The reasons to be pessimistic about the forecast’s outcome are contained in the IMF’s own analysis. First and foremost, it admits that ‘geo-political risk’ has risen. Given Ukraine-Russia, Iraq-Syria-ISIS, and the rest of the growing list of trouble-spots around the globe, you can’t argue with that. You can hope that the list will shrink and that its component items will stabilize — but hope is not a policy and there is no strong rationale on which to base that hope.
There are plenty of other problems that are growing and that have significant disruptive potential, with the Ebola epidemic an obvious candidate — many African countries were among the fastest-growing in the world in recent years — but there is also the need to face the bitter truth that government policies in key countries are making things worse, rather than better. Japan is the leading and most important example; only yesterday, the Japanese government admitted that the economy is heading into recession — and may already be there.
But at least the IMF is now openly warning that the prolonged use of zero-interest monetary policies and the massive injections of liquidity they have required, have wrought huge damage to financial markets and made them very dangerous.
“Downside risks related to an equity price correction in 2014 have also risen, consistent with the notion that some valuations could be frothy,” were the actual words used and, not surprisingly, they were sufficient to trigger sharp falls in financial markets. The publication of poor data on German industrial production ensured that the German stock market led the way down, but almost every European market registered a sharp drop, continuing the generally weak tone of the last few days and weeks.
This column has flagged previous warnings from, inter alia, Fed chair Janet Yellen and the much less-well-known Bank for International Settlements, with regard to the over-heated state of the financial markets. In this context, the stock markets are far more prominent and closely-followed, but the extent of the over-valuation and the degree of risk is actually greater in the corporate bond markets.
Hitherto, the warnings have been largely ignored, in that the leading equity indices, at least in the US, made new record highs as recently as last month. The European and markets have been unable to emulate that, despite the fact that the European Central Bank is now conducting a looser monetary policy than the Fed — and that it is expected to loosen further, whereas the Fed is expected to tighten.

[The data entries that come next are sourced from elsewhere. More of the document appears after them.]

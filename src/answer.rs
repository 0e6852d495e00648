//! Query answers: concept maps, groups and aggregate values.

use std::collections::HashMap;

use serde::{Deserialize, Serialize};

use crate::concept::Concept;

/// One answer to a match query: variable name to concept.
#[derive(Debug, Clone, Default, PartialEq, Serialize, Deserialize)]
pub struct ConceptMap {
    pub map: HashMap<String, Concept>,
}

impl ConceptMap {
    pub fn get(&self, variable: &str) -> Option<&Concept> {
        self.map.get(variable)
    }

    pub fn variables(&self) -> impl Iterator<Item = &str> {
        self.map.keys().map(String::as_str)
    }

    pub fn concepts(&self) -> impl Iterator<Item = &Concept> {
        self.map.values()
    }

    pub fn len(&self) -> usize {
        self.map.len()
    }

    pub fn is_empty(&self) -> bool {
        self.map.is_empty()
    }
}

impl FromIterator<(String, Concept)> for ConceptMap {
    fn from_iter<I: IntoIterator<Item = (String, Concept)>>(iter: I) -> Self {
        Self {
            map: iter.into_iter().collect(),
        }
    }
}

/// Result of an aggregate query.
#[derive(Debug, Clone, Copy, PartialEq, Serialize, Deserialize)]
pub enum Numeric {
    Long(i64),
    Double(f64),
    /// Aggregate over an empty answer set.
    NaN,
}

impl Numeric {
    pub fn as_i64(&self) -> Option<i64> {
        match self {
            Self::Long(value) => Some(*value),
            _ => None,
        }
    }

    pub fn as_f64(&self) -> Option<f64> {
        match self {
            Self::Double(value) => Some(*value),
            Self::Long(value) => Some(*value as f64),
            Self::NaN => None,
        }
    }

    pub fn is_nan(&self) -> bool {
        matches!(self, Self::NaN)
    }
}

/// Answers of a `match ... group` query sharing one owner.
#[derive(Debug, Clone, PartialEq, Serialize, Deserialize)]
pub struct ConceptMapGroup {
    pub owner: Concept,
    pub concept_maps: Vec<ConceptMap>,
}

/// Aggregate of one group of a `match ... group ... aggregate` query.
#[derive(Debug, Clone, PartialEq, Serialize, Deserialize)]
pub struct NumericGroup {
    pub owner: Concept,
    pub numeric: Numeric,
}

/// A rule definition.
#[derive(Debug, Clone, PartialEq, Eq, Serialize, Deserialize)]
pub struct Rule {
    pub label: String,
    pub when: String,
    pub then: String,
}

#[cfg(test)]
mod tests {
    use super::*;

    #[test]
    fn test_numeric_accessors() {
        assert_eq!(Numeric::Long(3).as_i64(), Some(3));
        assert_eq!(Numeric::Long(3).as_f64(), Some(3.0));
        assert_eq!(Numeric::Double(1.5).as_i64(), None);
        assert!(Numeric::NaN.is_nan());
        assert_eq!(Numeric::NaN.as_f64(), None);
    }

    #[test]
    fn test_concept_map_lookup() {
        let map: ConceptMap = [("x".to_string(), Concept::RootThingType)]
            .into_iter()
            .collect();
        assert_eq!(map.len(), 1);
        assert_eq!(map.get("x"), Some(&Concept::RootThingType));
        assert!(map.get("y").is_none());
        assert_eq!(map.variables().collect::<Vec<_>>(), vec!["x"]);
    }
}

The canary in the financial markets’ coalmine, however, is the US dollar. Its strength in recent months is, on the one hand, a reaction to the divergent monetary policies just noted — but, on the other, a signal that liquidity is drying up everywhere. If central banks are unwilling and/or unable to take even more aggressive steps — and there is increasing evidence of such reluctance — then the ‘froth’ on the markets will rapidly disappear.